Bruno Peixe Dias et Nuno Dias présentent dans cet article les grands axes du livre Immigration et Racisme au Portugal, paru en juin 2012, et dont ils ont assuré la coordination.

Discours sur l’immigration au Portugal, 1980-2010
La perception du phénomène de l' » immigration  » au Portugal s’est construite graduellement, au cours des trois dernières décennies, au moment où les immigrés ont commencé à devenir visibles dans le tissu des grandes agglomérations du pays, principalement à Lisbonne. Ils sont peu à peu devenus objets de discours médiatiques, scientifiques et étatiques ayant une large audience. Ces discours sont profondément interconnectés : le discours médiatique reflète, souvent sans recul critique, le discours des autorités politiques – tant au niveau de la terminologie que du point de vue – et l’agenda des recherches scientifiques est conditionné par les systèmes de financements gouvernementaux.

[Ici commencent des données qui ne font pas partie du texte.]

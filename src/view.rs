//! View composer: lays the dashboard out as one HTML document.
//!
//! Charts are drawn in the browser by plotly.js from the chart descriptions,
//! which are embedded in the page as JSON.

use common::{
    DashboardData, Feature, FilterOptions, OptionEntry, SummaryComparison, TimeBucket,
    TimeseriesMetric, format_money, format_pct,
};
use serde::Serialize;
use tracing::error;

const PLOTLY_JS: &str = "https://cdn.plot.ly/plotly-2.35.2.min.js";
const DASHBOARD_CSS: &str = include_str!("view/dashboard.css");
const DASHBOARD_JS: &str = include_str!("view/dashboard.js");

/// Everything the page shows.
#[derive(Debug, Clone)]
pub struct DashboardPage {
    pub dashboard: DashboardData,
    pub filters: FilterOptions,
    pub feature: Feature,
    pub bucket: TimeBucket,
    pub bins: usize,
}

#[derive(Serialize)]
struct EmbeddedCharts<'a> {
    charts: &'a common::DashboardCharts,
    timeseries_metrics: Vec<EmbeddedMetric>,
}

#[derive(Serialize)]
struct EmbeddedMetric {
    key: TimeseriesMetric,
    title: &'static str,
    axis_label: &'static str,
}

/// Escape text for use in HTML content and attribute values.
pub fn escape_html(text: &str) -> String {
    let mut escaped = String::with_capacity(text.len());
    for c in text.chars() {
        match c {
            '&' => escaped.push_str("&amp;"),
            '<' => escaped.push_str("&lt;"),
            '>' => escaped.push_str("&gt;"),
            '"' => escaped.push_str("&quot;"),
            '\'' => escaped.push_str("&#39;"),
            _ => escaped.push(c),
        }
    }
    escaped
}

/// Serialize a value for a `<script type="application/json">` block.
fn embed_json<T: Serialize>(value: &T) -> String {
    match serde_json::to_string(value) {
        Ok(json) => json.replace("</", "<\\/"),
        Err(e) => {
            error!("Failed to serialize chart data: {}", e);
            "null".to_string()
        }
    }
}

fn select(name: &str, label: &str, options: &[OptionEntry], selected: &str) -> String {
    let mut html = format!(
        "<label class=\"field\"><span>{}</span><select name=\"{}\">",
        escape_html(label),
        name
    );
    for option in options {
        let marker = if option.value == selected { " selected" } else { "" };
        html.push_str(&format!(
            "<option value=\"{}\"{}>{}</option>",
            escape_html(&option.value),
            marker,
            escape_html(&option.label)
        ));
    }
    html.push_str("</select></label>");
    html
}

fn filter_form(page: &DashboardPage) -> String {
    let selection = &page.dashboard.selection;
    let (min, max) = match page.filters.date_bounds {
        Some(bounds) => (
            format!(" min=\"{}\"", bounds.start),
            format!(" max=\"{}\"", bounds.end),
        ),
        None => (String::new(), String::new()),
    };

    let mut html = String::from("<form class=\"filters\" method=\"get\" action=\"/\">");
    html.push_str(&select(
        "segment",
        "Customer Segment",
        &page.filters.segments,
        &selection.segment.to_string(),
    ));
    html.push_str(&format!(
        "<label class=\"field\"><span>Start Date</span><input type=\"date\" name=\"start_date\" value=\"{}\"{}{}></label>",
        selection.date_range.start, min, max
    ));
    html.push_str(&format!(
        "<label class=\"field\"><span>End Date</span><input type=\"date\" name=\"end_date\" value=\"{}\"{}{}></label>",
        selection.date_range.end, min, max
    ));
    html.push_str(&select(
        "feature",
        "Distribution Feature",
        &page.filters.features,
        page.feature.column(),
    ));
    html.push_str(&select(
        "bucket",
        "Time Bucket",
        &page.filters.buckets,
        page.bucket.as_str(),
    ));
    html.push_str(&format!(
        "<label class=\"field\"><span>Bins</span><input type=\"number\" name=\"bins\" min=\"2\" max=\"200\" value=\"{}\"></label>",
        page.bins
    ));
    html.push_str("<button type=\"submit\">Apply</button></form>");
    html
}

fn metric_card(title: &str, value: &str, delta: &str, delta_label: &str) -> String {
    format!(
        "<div class=\"card\"><div class=\"card-title\">{}</div><div class=\"card-value\">{}</div><div class=\"card-delta\">{} {}</div></div>",
        escape_html(title),
        escape_html(value),
        escape_html(delta),
        escape_html(delta_label)
    )
}

fn metric_cards(summary: &SummaryComparison) -> String {
    let metrics = &summary.metrics;
    let currency = metrics.currency.as_deref();

    let mut html = String::from("<section class=\"cards\">");
    html.push_str(&metric_card(
        "Total Customers",
        &metrics.total_customers.to_string(),
        &format_pct(summary.customer_share_pct),
        "of all customers",
    ));
    html.push_str(&metric_card(
        "Total Revenue",
        &format_money(metrics.total_revenue, currency),
        &format_pct(summary.revenue_share_pct),
        "of all revenue",
    ));
    html.push_str(&metric_card(
        "Average Order Value",
        &format_money(metrics.avg_order_value, currency),
        &format_pct(summary.avg_order_value_delta_pct),
        "vs. overall",
    ));
    html.push_str(&metric_card(
        "Average Purchase Frequency",
        &format!("{:.2}", metrics.avg_purchase_frequency),
        &format_pct(summary.avg_frequency_delta_pct),
        "vs. overall",
    ));
    html.push_str("</section>");
    html
}

fn query_string(page: &DashboardPage) -> String {
    let selection = &page.dashboard.selection;
    format!(
        "segment={}&start_date={}&end_date={}&feature={}&bucket={}&bins={}",
        selection.segment,
        selection.date_range.start,
        selection.date_range.end,
        page.feature.column(),
        page.bucket.as_str(),
        page.bins
    )
}

fn chart_panel(id: &str, title: &str) -> String {
    format!(
        "<div class=\"panel\"><h2>{}</h2><div id=\"{}\" class=\"chart\"></div></div>",
        escape_html(title),
        id
    )
}

/// Render the full page.
pub fn render_page(page: &DashboardPage) -> String {
    let dashboard = &page.dashboard;
    let charts = &dashboard.charts;

    let mut html = String::from("<!doctype html><html lang=\"en\"><head><meta charset=\"utf-8\">");
    html.push_str("<meta name=\"viewport\" content=\"width=device-width, initial-scale=1\">");
    html.push_str("<title>Customer Segmentation Analysis</title>");
    html.push_str(&format!("<style>{}</style>", DASHBOARD_CSS));
    html.push_str(&format!("<script src=\"{}\" charset=\"utf-8\"></script>", PLOTLY_JS));
    html.push_str("</head><body><header><h1>Customer Segmentation Analysis Dashboard</h1>");
    html.push_str("<p>High-Value Loyalists buy frequently and spend more; Occasional Buyers buy rarely and spend less.</p></header>");

    if !dashboard.notices.is_empty() {
        html.push_str("<section class=\"notices\">");
        for notice in &dashboard.notices {
            html.push_str(&format!("<p>{}</p>", escape_html(notice)));
        }
        html.push_str("</section>");
    }

    html.push_str(&filter_form(page));
    html.push_str(&metric_cards(&dashboard.summary));

    html.push_str("<section class=\"row\">");
    html.push_str(&chart_panel("chart-donut", &charts.donut.title));
    html.push_str(&chart_panel("chart-radar", &charts.radar.title));
    html.push_str("</section><section class=\"row\">");
    html.push_str(&chart_panel("chart-scatter", &charts.scatter.title));
    html.push_str(&chart_panel("chart-distribution", &charts.distribution.title));
    html.push_str("</section><section class=\"row timeseries\">");
    for metric in TimeseriesMetric::ALL {
        html.push_str(&chart_panel(&format!("chart-{}", metric_key(metric)), metric.title()));
    }
    html.push_str("</section>");

    let query = query_string(page);
    html.push_str(&format!(
        "<section class=\"raw\"><h2>Raw Data</h2><a href=\"/api/v1/view?{q}\">Show filtered customers and transactions</a> <a href=\"/api/v1/dashboard?{q}\">Dashboard JSON</a></section>",
        q = escape_html(&query)
    ));

    let embedded = EmbeddedCharts {
        charts,
        timeseries_metrics: TimeseriesMetric::ALL
            .into_iter()
            .map(|metric| EmbeddedMetric {
                key: metric,
                title: metric.title(),
                axis_label: metric.axis_label(),
            })
            .collect(),
    };
    html.push_str(&format!(
        "<script id=\"dashboard-data\" type=\"application/json\">{}</script>",
        embed_json(&embedded)
    ));
    html.push_str(&format!("<script>{}</script>", DASHBOARD_JS));
    html.push_str("</body></html>");
    html
}

fn metric_key(metric: TimeseriesMetric) -> &'static str {
    match metric {
        TimeseriesMetric::Revenue => "revenue",
        TimeseriesMetric::ActiveCustomers => "active_customers",
        TimeseriesMetric::AvgOrderValue => "avg_order_value",
    }
}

Mais la relation entre ces différents corps n’est pas non plus à sens unique, avec l’État à la tête du reste. C’est une relation complexe, où la rhétorique officielle sur l’immigration est marquée par l’agenda médiatique, et se laisse pénétrer par les questions et concepts venus des sciences sociales : des expressions comme  » multiculturalité « ,  » dialogue interculturel « ,  » minorités ethniques « ,  » intégration  » ou  » gestion de la diversité « , empruntés aux sciences sociales, sont par exemple entrés dans le vocabulaire politique et médiatique.
Cette production discursive a atteint son apogée dans les années 2000, jusqu’au moment où la crise actuelle du capitalisme est devenue palpable. Peu d’objets de sciences sociales auront marqué de manière aussi visible les programmes de recherches que l’immigration et les immigrés au Portugal. L’organisme gouvernemental responsable des questions d’  » intégration  » (le terme  » intégration « , avec sa charge normative de paternalisme d’État, est l’objet des réflexions plus avancées dans le livre, notamment dans l’article de Nuno Oliveira), d’abord appelé  « Haut-Commissariat à l’immigration et au minorités ethniques », puis renommé en » Haut-Commissariat à l’immigration et au dialogue interculturel » (1), a joué un rôle déterminant dans ce  » boom  » – comparable au développement de l’historiographie coloniale et impériale à partir de la fin des années 1990, avec de gros programmes de financements gouvernementaux, liés au calendrier des commémorations.
La création de l’Observatoire de l’immigration (2), avec la publication de thèses et monographies consacrées à l’immigration et à des thèmes associés – comme le racisme – et, surtout, la commande d’une série de travaux de chercheurs venus, pour la plupart, des milieux académiques (dont a résulté la collection Estudos ( » Études « ) (3), a également représenté un moment important dans la politique de promotion de la recherche sur ces questions.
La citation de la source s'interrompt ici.